Church of the Brethren Global Mission executive Sharon Brugger Norton visited the Church of the Brethren in Burundi in late March and early April. The Church of the Brethren in Burundi is the newest member of the Global Church of the Brethren Communion.

She arrived in Burundi on March 29, for the trip that included spending Holy Week in Burundi. She was led on a tour of the churches in Burundi by Expert Bukene, founder and lead pastor of the Church of the Brethren in Burundi, accompanied by several other Burundian church leaders. She also met with church leaders from the Democratic Republic of Congo (DRC).

Visits to many congregations in Burundi

Norton visited many congregations of the church in Burundi, over the course of just a few days, and got to know more about them and their ministries.
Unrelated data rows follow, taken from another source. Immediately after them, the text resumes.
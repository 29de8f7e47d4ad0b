//! GPIO binary sensor
//!
//! Reports the level of one chip pin, publishing the first reading and
//! every change after it.

use embedded_hal::delay::DelayNs;
use seesaw_core::config::BinarySensorConfig;
use seesaw_core::traits::BinarySensor;
use seesaw_hal::{I2cBus, TransportError};

use super::bus::SeesawBus;
use super::device::Capabilities;
use super::registers::module;
use super::SetupState;

/// Handle to a binary sensor registered on a [`SeesawDevice`](super::SeesawDevice)
#[derive(Debug, Clone, Copy, PartialEq, Eq, PartialOrd, Ord, Hash)]
#[cfg_attr(feature = "defmt", derive(defmt::Format))]
pub struct SensorId(pub(crate) u8);

impl SensorId {
    /// Registration slot on the device
    pub const fn index(self) -> usize {
        self.0 as usize
    }
}

/// Called with the new level whenever a sensor publishes
pub type StateCallback = fn(SensorId, bool);

/// Binary sensor on one Seesaw GPIO
pub struct GpioBinarySensor {
    id: SensorId,
    config: BinarySensorConfig,
    setup: SetupState,
    state: Option<bool>,
    on_change: Option<StateCallback>,
}

impl GpioBinarySensor {
    pub(crate) fn new(id: SensorId, config: BinarySensorConfig) -> Self {
        Self {
            id,
            config,
            setup: SetupState::Pending,
            state: None,
            on_change: None,
        }
    }

    pub fn id(&self) -> SensorId {
        self.id
    }

    pub fn config(&self) -> &BinarySensorConfig {
        &self.config
    }

    pub fn pin(&self) -> u8 {
        self.config.pin
    }

    pub fn setup_state(&self) -> SetupState {
        self.setup
    }

    pub(crate) fn set_callback(&mut self, callback: StateCallback) {
        self.on_change = Some(callback);
    }

    pub(crate) fn reset_setup(&mut self) {
        self.setup = SetupState::Pending;
    }

    /// Put the pin into its input mode
    pub(crate) fn configure<B: I2cBus, D: DelayNs>(
        &mut self,
        bus: &mut SeesawBus<B, D>,
        capabilities: Capabilities,
    ) -> Result<(), TransportError> {
        if !capabilities.has(module::GPIO) {
            if self.setup != SetupState::Unsupported {
                warn!(
                    "seesaw@{:#x}: no GPIO module, sensor on pin {} disabled",
                    bus.address(),
                    self.config.pin
                );
            }
            self.setup = SetupState::Unsupported;
            return Ok(());
        }

        bus.set_input_mode(self.config.pin_mask(), self.config.pin_mode)?;
        self.setup = SetupState::Configured;
        debug!(
            "seesaw@{:#x}: pin {} configured as {}",
            bus.address(),
            self.config.pin,
            self.config.pin_mode.as_str()
        );
        Ok(())
    }

    /// Read the pin once, finishing setup first if it is still pending
    pub(crate) fn tick<B: I2cBus, D: DelayNs>(
        &mut self,
        bus: &mut SeesawBus<B, D>,
        capabilities: Capabilities,
    ) -> Result<(), TransportError> {
        if self.setup == SetupState::Pending {
            self.configure(bus, capabilities)?;
        }
        if self.setup != SetupState::Configured {
            return Ok(());
        }

        let levels = bus.digital_read_bulk()?;
        self.process(levels);
        Ok(())
    }

    /// Feed one bulk GPIO sample
    ///
    /// Returns the level when it was published: on the first sample and
    /// on every change.
    pub(crate) fn process(&mut self, levels: u32) -> Option<bool> {
        let level = (levels & self.config.pin_mask() != 0) ^ self.config.inverted;
        if self.state == Some(level) {
            return None;
        }

        self.state = Some(level);
        debug!("binary sensor on pin {}: {}", self.config.pin, level);
        if let Some(callback) = self.on_change {
            callback(self.id, level);
        }
        Some(level)
    }
}

impl BinarySensor for GpioBinarySensor {
    fn state(&self) -> Option<bool> {
        self.state
    }
}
The denomination has five church districts that match the political regions in the country. Within those districts there are parishes that are clusters of congregations located close together. The 52 local congregations have been planted since 2015, Norton reported. Those that are renting a church building, or have land but not enough money to build, are all seeking funding to build permanent church buildings.

She discovered a variety of ministries among the congregations. The visit to the congregation in Gitega, for example, included a stop at their soap factory and a plot of land where they demonstrate the Farming God’s Way training that is funded by the Global Food Initiative. She was able to visit a congregation who built a permanent building with funding directed to the project by Brethren Disaster Ministries.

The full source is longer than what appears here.